If your friends ask at Old Key West, they will give a second parking pass, which will allow you to use parking everywhere.   We found Old Key West to be extremely nice when our parking pass blew out of the top of the VW Beetle convertible we had, and they quickly offered another parking pass.  So you can do it, but it is officially against the rules.  I doubt anyone would check to see if you had keys to the unit (your friends could get those too), but they do check at the resorts at night to make sure you have keys and aren't driving into the resort without being a guest.


----------



## laxmom (Aug 4, 2008)

There is a security gate at OKW and your friends only get 1 parking spot, I believe.  When you eat dinner, you only get a 3 hour window.  So, not sure how that would work.  When we were there last week, they were stopping cars during the day also.


----------



## Sea Six (Aug 4, 2008)

That's been my experience, too - when you visit a resort you get a 3 hour pass.  Also, some resorts like the Dolphin and the Swan charge you $9 a day to park even if you are staying there, so NO you don't get free parking anywhere you want.


----------



## PeterS (Aug 4, 2008)

Only two really legit ways...

1-Buy at least one annual pass which includes parking

2-Park at Downtown Disney and use the Disney transportation.

Everything else is pay or pray (you don't get caught)...

Pete


----------



## jbuzzy11 (Aug 5, 2008)

I just spent about $1850 for 2 adult and 2 kids 10 day non expire passes so I have to try to save a few bucks somewhere.


----------



## borntotravel (Aug 5, 2008)

I think this would be a pain in the neck, but you could park at Downtown Disney and take the bus into the parks.


----------



## Blues (Aug 5, 2008)

borntotravel said:


> I think this would be a pain in the neck, but you could park at Downtown Disney and take the bus into the parks.

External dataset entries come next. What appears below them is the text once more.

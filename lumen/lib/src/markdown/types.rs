//! Type definitions for the markdown module.

use thiserror::Error;

/// Errors that can occur when working with Markdown documents.
#[derive(Error, Debug)]
pub enum MarkdownError {
    /// Failed to load file.
    #[error("Failed to load file: {0}")]
    FileLoad(#[from] std::io::Error),

    /// Failed to fetch URL.
    #[error("Failed to fetch URL: {0}")]
    UrlFetch(#[from] reqwest::Error),

    /// Failed to load theme.
    #[error("Failed to load theme: {0}")]
    ThemeLoad(String),

    /// Syntax highlighting of a code block failed.
    #[error("Syntax highlighting failed: {0}")]
    Highlight(String),
}

/// Result type for markdown operations.
pub type MarkdownResult<T> = Result<T, MarkdownError>;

Because so many people were doing that, they discontinued service from Downtown Disney to any park.  Now, from Downtown Disney, you can only get to the resorts.  Then you'd have to take a different bus (or monorail) to whatever park you're going to.  That would really be a pain in the (whatever).


----------



## luv2vacation (Aug 6, 2008)

Blues is right, they do not go from Downtown Disney directly to the parks.  Found that out the hard way one time when we were AT DT Disney and decided to go to the parks.  Thought it would be easier to leave the car where it was.  Wrong.  What a lot of wasted time.


----------



## Steamboat Bill (Aug 6, 2008)

You can have breakfast at the Polynesian hotel and park there. You can always take a diversion on the monorail as I have never seen anyone get towed for going over the 3 hour limit. Keep your receipt.


----------



## Pit (Aug 6, 2008)

You could park at downtown disney and take the bus to OKW to meet your friends.


----------



## mgeez (Aug 6, 2008)

We have always made breakfast reservations at either of the 3 monorail resorts or Wilderness Lodge. On several occasions, the guardgate asked us for the breakfast reservation # and sure enough, it was on his list. We never were given a 3 hr warning or pass.


----------



## sandcastles (Aug 6, 2008)

Along with the ticket price increase, parking is going up to $12 per day.


----------



## lprstn (Aug 6, 2008)

I believe there is a back entrance to the parking lot where they have no booth set up for payment.  My DH told me about it when we were staying at Fort wilderness.


----------



## riverdees05 (Aug 6, 2008)

Trying to pay for all the buses, etc. that own that are going around the Disney property.  Talk about need for cleaner transportation.


----------



## laxmom (Aug 6, 2008)

Pit said:


> You could park at downtown disney and take the bus to OKW to meet your friends.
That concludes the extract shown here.